Today Ebony Jones opens up about her survival as a victim of sex trafficking. She provides us the most raw and eloquent insight into this world that is so hard to look at. Ebony is one of the most beautiful humans we have ever met. Her courage to share her story and become an ambassador for education and change is truly humbling. She explains how we are all vulnerable to the human trafficking industry, and how it will require all of us to make changes going forward. Becoming educated is the first step in tackling this issue. We have to look down the dark rabbit hole with our eyes wide open and confront our fears and lack of understanding around this issue.
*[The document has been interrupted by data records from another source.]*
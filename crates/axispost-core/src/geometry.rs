//! Geometry helpers shared by the kinematic stages
//!
//! Thin wrappers over `nalgebra` for axis rotations, projections and the
//! angle arithmetic (wrapping, winding, blending) used throughout posting.

use nalgebra::{Point3, Rotation3, Unit, Vector3};
use std::f64::consts::PI;

/// Vectors shorter than this are treated as null
pub const ZERO_LENGTH_TOL: f64 = 1e-12;

/// Angular tolerance (radians) for parallel / coincident axis checks
pub const PARALLEL_TOL: f64 = 1e-9;

/// `acos` that never produces NaN for arguments drifting outside [-1, 1]
pub fn clamped_acos(x: f64) -> f64 {
    x.clamp(-1.0, 1.0).acos()
}

pub fn is_null(v: &Vector3<f64>) -> bool {
    v.norm() <= ZERO_LENGTH_TOL
}

/// Unit vector along `v`, or `None` for a null vector
pub fn normalized(v: &Vector3<f64>) -> Option<Vector3<f64>> {
    if is_null(v) {
        None
    } else {
        Some(v / v.norm())
    }
}

/// Unsigned angle between two vectors in radians, stable near 0 and PI
pub fn angle_between(u: &Vector3<f64>, v: &Vector3<f64>) -> f64 {
    u.cross(v).norm().atan2(u.dot(v))
}

/// True when `u` and `v` point along the same line (either sense)
pub fn are_parallel(u: &Vector3<f64>, v: &Vector3<f64>, tol: f64) -> bool {
    let angle = angle_between(u, v);
    angle <= tol || PI - angle <= tol
}

/// Rotate a vector about a direction through the origin
pub fn rotate(v: &Vector3<f64>, axis: &Vector3<f64>, angle: f64) -> Vector3<f64> {
    Rotation3::from_axis_angle(&Unit::new_normalize(*axis), angle) * v
}

/// Rotate a point about the line through `base` along `axis`
pub fn rotate_point_about(
    p: &Point3<f64>,
    base: &Point3<f64>,
    axis: &Vector3<f64>,
    angle: f64,
) -> Point3<f64> {
    base + rotate(&(p - base), axis, angle)
}

/// Component of `v` orthogonal to the unit vector `n`
pub fn project_on_plane(v: &Vector3<f64>, n: &Vector3<f64>) -> Vector3<f64> {
    v - n * n.dot(v)
}

/// Signed rotation about the unit `axis` that carries `from` onto `to`,
/// measured on the plane orthogonal to `axis`
pub fn signed_angle_about(from: &Vector3<f64>, to: &Vector3<f64>, axis: &Vector3<f64>) -> f64 {
    let f = project_on_plane(from, axis);
    let t = project_on_plane(to, axis);
    axis.dot(&f.cross(&t)).atan2(f.dot(&t))
}

/// Some unit vector orthogonal to `v`
pub fn any_perpendicular(v: &Vector3<f64>) -> Vector3<f64> {
    let helper = if v.x.abs() <= v.y.abs() && v.x.abs() <= v.z.abs() {
        Vector3::x()
    } else if v.y.abs() <= v.z.abs() {
        Vector3::y()
    } else {
        Vector3::z()
    };
    let p = v.cross(&helper);
    p / p.norm()
}

/// Index (0 = x) of the largest absolute component
pub fn dominant_axis(v: &Vector3<f64>) -> usize {
    let a = v.abs();
    if a.x >= a.y && a.x >= a.z {
        0
    } else if a.y >= a.z {
        1
    } else {
        2
    }
}

/// Angle in radians mapped into (-PI, PI]
pub fn normalize_angle_rad(angle: f64) -> f64 {
    let mut a = angle % (2.0 * PI);
    if a <= -PI {
        a += 2.0 * PI;
    } else if a > PI {
        a -= 2.0 * PI;
    }
    a
}

/// Angle in degrees mapped into (-180, 180]
pub fn normalize_angle_deg(angle: f64) -> f64 {
    let mut a = angle % 360.0;
    if a <= -180.0 {
        a += 360.0;
    } else if a > 180.0 {
        a -= 360.0;
    }
    a
}

/// The 360-degree equivalent of `angle` closest to `reference`
///
/// The returned delta to `reference` lies in (-180, 180].
pub fn nearest_equivalent_deg(angle: f64, reference: f64) -> f64 {
    reference + normalize_angle_deg(angle - reference)
}

/// Cubic ease (3t^2 - 2t^3) with zero slope at both ends
pub fn smoothstep(t: f64) -> f64 {
    let t = t.clamp(0.0, 1.0);
    t * t * (3.0 - 2.0 * t)
}

/// Spherical blend between two unit vectors
///
/// Returns `None` when the vectors are exactly opposite and the blending
/// plane is therefore undefined.
pub fn slerp(a: &Vector3<f64>, b: &Vector3<f64>, t: f64) -> Option<Vector3<f64>> {
    let omega = angle_between(a, b);
    if PI - omega <= 1e-12 {
        return None;
    }
    if omega <= 1e-15 {
        return normalized(&(a + (b - a) * t)).or(Some(*a));
    }
    let s = omega.sin();
    let v = a * (((1.0 - t) * omega).sin() / s) + b * ((t * omega).sin() / s);
    normalized(&v)
}

#[cfg(test)]
mod tests {
    use super::*;

    fn close(a: f64, b: f64) -> bool {
        (a - b).abs() < 1e-9
    }

    #[test]
    fn test_clamped_acos_never_nan() {
        assert_eq!(clamped_acos(1.0 + 1e-12), 0.0);
        assert!(close(clamped_acos(-1.0 - 1e-9), PI));
        assert!(close(clamped_acos(0.0), PI / 2.0));
    }

    #[test]
    fn test_signed_angle_about_z() {
        let a = signed_angle_about(&Vector3::x(), &Vector3::y(), &Vector3::z());
        assert!(close(a, PI / 2.0));
        let a = signed_angle_about(&Vector3::y(), &Vector3::x(), &Vector3::z());
        assert!(close(a, -PI / 2.0));
    }

    #[test]
    fn test_rotate_point_about_offset_axis() {
        let p = Point3::new(2.0, 0.0, 0.0);
        let base = Point3::new(1.0, 0.0, 0.0);
        let r = rotate_point_about(&p, &base, &Vector3::z(), PI / 2.0);
        assert!(close(r.x, 1.0) && close(r.y, 1.0) && close(r.z, 0.0));
    }

    #[test]
    fn test_angle_wrapping() {
        assert!(close(normalize_angle_deg(190.0), -170.0));
        assert!(close(normalize_angle_deg(-180.0), 180.0));
        assert!(close(normalize_angle_deg(540.0), 180.0));
        assert!(close(normalize_angle_rad(3.0 * PI), PI));
        assert!(close(nearest_equivalent_deg(10.0, 350.0), 370.0));
        assert!(close(nearest_equivalent_deg(-170.0, 170.0), 190.0));
    }

    #[test]
    fn test_smoothstep() {
        assert!(close(smoothstep(0.5), 0.5));
        assert!(close(smoothstep(0.0), 0.0));
        assert!(close(smoothstep(1.0), 1.0));
    }

    #[test]
    fn test_slerp_rejects_opposite() {
        assert!(slerp(&Vector3::z(), &(-Vector3::z()), 0.5).is_none());
        let mid = slerp(&Vector3::z(), &Vector3::x(), 0.5).unwrap();
        assert!(close(angle_between(&mid, &Vector3::z()), PI / 4.0));
    }

    #[test]
    fn test_perpendicular_and_parallel() {
        let v = Vector3::new(0.0, 0.3, 0.9);
        let p = any_perpendicular(&v);
        assert!(close(p.dot(&v), 0.0));
        assert!(are_parallel(&Vector3::z(), &(-Vector3::z()), PARALLEL_TOL));
        assert!(!are_parallel(&Vector3::z(), &Vector3::x(), PARALLEL_TOL));
        assert_eq!(dominant_axis(&Vector3::new(0.1, -0.9, 0.2)), 1);
    }
}
impl<'a> KinematicSolver<'a> {
    pub fn new(machine: &'a Machine, tolerances: SolverTolerances) -> Self {
        Self {
            machine,
            tolerances,
            chain: machine.orientation_chain(),
        }
    }

    pub fn machine(&self) -> &'a Machine {
        self.machine
    }

    pub fn tolerances(&self) -> &SolverTolerances {
        &self.tolerances
    }

    /// Axis that becomes free at a pole: the outer link of the chain
    pub fn pole_axis(&self) -> Option<usize> {
        if self.chain.len() >= 2 {
            self.chain.first().map(|l| l.axis)
        } else {
            None
        }
    }

    /// Contour axis of a 5+1 machine
    pub fn contour_axis(&self) -> Option<usize> {
        match self.machine {
            Machine::FivePlusOne(_) => Some(2),
            _ => None,
        }
    }

    /// Solve one orientation request
    pub fn solve(&self, request: &SolveRequest) -> Result<Solution> {
        let target = normalized(&self.machine.to_table_frame(&request.orientation))
            .ok_or_else(|| PostError::infeasible("tool orientation has zero length"))?;
        let spindle = self.machine.tool_spindle();

        let solution = match self.machine {
            Machine::ThreeAxis(_) => self.solve_fixed(&spindle, &target)?,
            Machine::FourAxis(_) => self.solve_one(&spindle, &target)?,
            Machine::FiveAxis(_) => {
                self.solve_two(&self.chain[0], &self.chain[1], &spindle, &target, request)?
            }
            Machine::FivePlusOne(_) => self.solve_five_plus_one(&spindle, &target, request)?,
            Machine::SixAxisContour(_) => self.solve_six(&target, request)?,
        };

        self.verify(&solution, &target, request)?;
        Ok(solution)
    }

    fn solve_fixed(&self, spindle: &Vector3<f64>, target: &Vector3<f64>) -> Result<Solution> {
        let deviation = (target - spindle).norm();
        if deviation > self.tolerances.orientation {
            return Err(PostError::infeasible(format!(
                "orientation deviates from the spindle by {:.3e}",
                deviation
            )));
        }
        Ok(Solution::single(AngleTuple::zeros(0)))
    }

    fn solve_one(&self, spindle: &Vector3<f64>, target: &Vector3<f64>) -> Result<Solution> {
        let link = &self.chain[0];
        let e = &link.direction;
        let cone = (e.dot(target) - e.dot(spindle)).abs();
        if cone > self.tolerances.orientation {
            return Err(PostError::infeasible(format!(
                "orientation is outside the reachable cone of rotary axis {} ({:.3e})",
                link.axis, cone
            )));
        }
        let mut angles = AngleTuple::zeros(1);
        angles[link.axis] = normalize_angle_rad(signed_angle_about(spindle, target, e));
        Ok(Solution::single(angles))
    }

    /// Two-link inversion; `hint` fixes the outer angle at a pole
    fn two_link_angles(
        &self,
        outer: &ChainLink,
        inner: &ChainLink,
        spindle: &Vector3<f64>,
        target: &Vector3<f64>,
        hint: Option<f64>,
    ) -> ([(f64, f64); 2], bool) {
        let e1 = &outer.direction;
        let e2 = &inner.direction;
        let e12 = e1.dot(e2);
        let s2 = e2.dot(spindle);
        let a = e1.dot(spindle) - s2 * e12;
        let b = e1.dot(&e2.cross(spindle));
        let c = s2 * e12;
        let r = a.hypot(b);
        let phi = b.atan2(a);
        let spread = if r > 0.0 {
            clamped_acos((e1.dot(target) - c) / r)
        } else {
            0.0
        };
        let betas = [phi + spread, phi - spread];

        let off_axis = angle_between(target, e1);
        let pole = off_axis <= self.tolerances.pole_rad()
            || std::f64::consts::PI - off_axis <= self.tolerances.pole_rad();

        if pole {
            let alpha = hint.unwrap_or(0.0);
            let wanted = rotate(target, e1, -alpha);
            let beta = betas
                .iter()
                .copied()
                .min_by(|x, y| {
                    let dx = (rotate(spindle, e2, *x) - wanted).norm();
                    let dy = (rotate(spindle, e2, *y) - wanted).norm();
                    dx.total_cmp(&dy)
                })
                .unwrap_or(phi);
            trace!(
                "Pole on rotary axis {}: free angle {:.6} rad",
                outer.axis,
                alpha
            );
            return ([(alpha, beta), (alpha, beta)], true);
        }

        let pair = |beta: f64| {
            let tilted = rotate(spindle, e2, beta);
            (signed_angle_about(&tilted, target, e1), beta)
        };
        ([pair(betas[0]), pair(betas[1])], false)
    }

    fn solve_two(
        &self,
        outer: &ChainLink,
        inner: &ChainLink,
        spindle: &Vector3<f64>,
        target: &Vector3<f64>,
        request: &SolveRequest,
    ) -> Result<Solution> {
        let (pairs, pole) =
            self.two_link_angles(outer, inner, spindle, target, request.pole_hint_rad);
        let n = self.machine.rotary_axis_count();
        let tuple = |(alpha, beta): (f64, f64)| {
            let mut t = AngleTuple::zeros(n);
            t[outer.axis] = normalize_angle_rad(alpha);
            t[inner.axis] = normalize_angle_rad(beta);
            t
        };
        Ok(Solution {
            first: tuple(pairs[0]),
            second: tuple(pairs[1]),
            state: if pole {
                AngleState::undetermined_axis(outer.axis)
            } else {
                AngleState::Determined
            },
            pole_axis: pole.then_some(outer.axis),
            coupling: None,
        })
    }

    fn solve_five_plus_one(
        &self,
        spindle: &Vector3<f64>,
        target: &Vector3<f64>,
        request: &SolveRequest,
    ) -> Result<Solution> {
        let tilting: Vec<&ChainLink> = self.chain.iter().filter(|l| l.axis < 2).collect();
        let contour = self
            .chain
            .iter()
            .find(|l| l.axis == 2)
            .ok_or_else(|| PostError::other("5+1 machine without a contour axis"))?;
        let (outer, inner) = (tilting[0], tilting[1]);
        let mut solution = self.solve_two(outer, inner, spindle, target, request)?;

        let saw = self
            .machine
            .tool_saw()
            .ok_or_else(|| PostError::other("5+1 machine without a saw direction"))?;
        let wanted_saw = request
            .saw_direction
            .and_then(|w| normalized(&self.machine.to_table_frame(&w)));

        for tuple in [&mut solution.first, &mut solution.second] {
            let kappa = match wanted_saw {
                Some(w) => {
                    let local = rotate(
                        &rotate(&w, &outer.direction, -tuple[outer.axis]),
                        &inner.direction,
                        -tuple[inner.axis],
                    );
                    signed_angle_about(&saw, &local, &contour.direction)
                }
                None => request.contour_hint_rad.unwrap_or(0.0),
            };
            tuple[contour.axis] = normalize_angle_rad(kappa);
        }

        if solution.is_pole() && wanted_saw.is_some() {
            let tilted = rotate(&contour.direction, &inner.direction, solution.first[inner.axis]);
            let sign = tilted.dot(&outer.direction).signum();
            solution.coupling = Some(Coupling {
                axis: contour.axis,
                sign,
            });
            solution.state = pole_case(sign);
        }
        Ok(solution)
    }

    fn solve_six(&self, target: &Vector3<f64>, request: &SolveRequest) -> Result<Solution> {
        let spindle = self.machine.tool_spindle();
        let saw = self
            .machine
            .tool_saw()
            .ok_or_else(|| PostError::other("contour machine without a saw direction"))?;
        let wanted_saw = request
            .saw_direction
            .and_then(|w| normalized(&self.machine.to_table_frame(&w)))
            .ok_or_else(|| PostError::infeasible("6-axis move without a saw direction"))?;

        // Tool frame rotation that carries the spindle onto the target and
        // the saw onto the requested saw direction
        let tool_frame = frame_from(&spindle, &saw)?;
        let target_frame = frame_from(target, &wanted_saw)?;
        let rotation = target_frame * tool_frame.transpose();

        let [a, b, c] = [&self.chain[0], &self.chain[1], &self.chain[2]];
        let c_target = rotation * c.direction;
        let (pairs, pole) =
            self.two_link_angles(a, b, &c.direction, &c_target, request.pole_hint_rad);

        let probe = any_perpendicular(&c.direction);
        let rotated_probe = rotation * probe;
        let mut tuples = [AngleTuple::zeros(3); 2];
        for (tuple, (alpha, beta)) in tuples.iter_mut().zip(pairs) {
            let residual = rotate(
                &rotate(&rotated_probe, &a.direction, -alpha),
                &b.direction,
                -beta,
            );
            let gamma = signed_angle_about(&probe, &residual, &c.direction);
            tuple[a.axis] = normalize_angle_rad(alpha);
            tuple[b.axis] = normalize_angle_rad(beta);
            tuple[c.axis] = normalize_angle_rad(gamma);
        }

        let (state, coupling) = if pole {
            let tilted = rotate(&c.direction, &b.direction, tuples[0][b.axis]);
            let sign = tilted.dot(&a.direction).signum();
            (
                pole_case(sign),
                Some(Coupling {
                    axis: c.axis,
                    sign,
                }),
            )
        } else {
            (AngleState::Determined, None)
        };

        Ok(Solution {
            first: tuples[0],
            second: tuples[1],
            state,
            pole_axis: pole.then_some(a.axis),
            coupling,
        })
    }

    fn verify(&self, solution: &Solution, target: &Vector3<f64>, request: &SolveRequest) -> Result<()> {
        let mut tol = self.tolerances.verify();
        if solution.is_pole() {
            tol += 2.0 * self.tolerances.pole_rad();
        }
        for tuple in solution.candidates() {
            let reached = self.machine.table_orientation(&tuple);
            let miss = (reached - target).norm();
            if miss > tol {
                return Err(PostError::infeasible(format!(
                    "orientation not reachable by the rotary axes (miss {:.3e})",
                    miss
                )));
            }
            if let (Some(wanted), Some(saw)) = (request.saw_direction, self.machine.tool_saw()) {
                let Some(wanted) = normalized(&self.machine.to_table_frame(&wanted)) else {
                    continue;
                };
                let reached_saw = self.machine.chain_rotate(&saw, &tuple);
                let miss = (reached_saw - wanted).norm();
                if miss > tol {
                    return Err(PostError::infeasible(format!(
                        "saw direction not reachable (miss {:.3e})",
                        miss
                    )));
                }
            }
        }
        Ok(())
    }
}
Sex Trafficking. It's a dirty word and so easy to hold at arm's length. It's a hot potato, and none of us want to address the reality of what it means. It stirs up our deepest fears and justifies the idea that ignorance is bliss. We hear about Sex Trafficking and instantly think of the movie “Taken” or refer to the media coverage of kids being kidnapped and shipped to foreign countries where they are sold into slavery. The international sex trade is big. There are approximately 20 to 30 million slaves in the world today. According to the U.S. State Department, 600,000 to 800,000 people are trafficked across international borders every year, of which 80% are female, and half are children. So based just on numbers alone, we are justified being terrified, BUT…..Did you realize that sex trafficking is happening in your neighborhood? The Urban Sex trade is a booming business and its happening all around us. It's in our communities, schools, and downtown areas.

Human traffickers prey on the vulnerabilities of their victims. Poverty is a gold mine. When humans basic needs are not met, food, shelter, clothing, we default to fight or flight. People will do whatever it takes to provide these fundamental needs for themselves. Poverty and lack of education become a hot spot for trafficking because it's a cash-rich environment. Once groomed and fully vested in the trade, escaping can be not only difficult but dangerous.

Ebony shares with us the idea that rehabilitating victims is inherently crucial to keep them off of the streets, but to rehabilitate a buyer creates a much bigger ripple of healing. Some prison systems offer programs to inmates convicted of sex crimes, but it's not enough. She offers this perspective;

*We help one victim it Helps one possibly two victims.

*If we help the Trafficker it helps one trafficker possibly two and 10-20+ victims connected to that trafficker

*If we help the buyer it it helps One buyer + up to five traffickers and 50+ victims

The ripple effect grows as we address each level. Here is a link to a presentation that she created.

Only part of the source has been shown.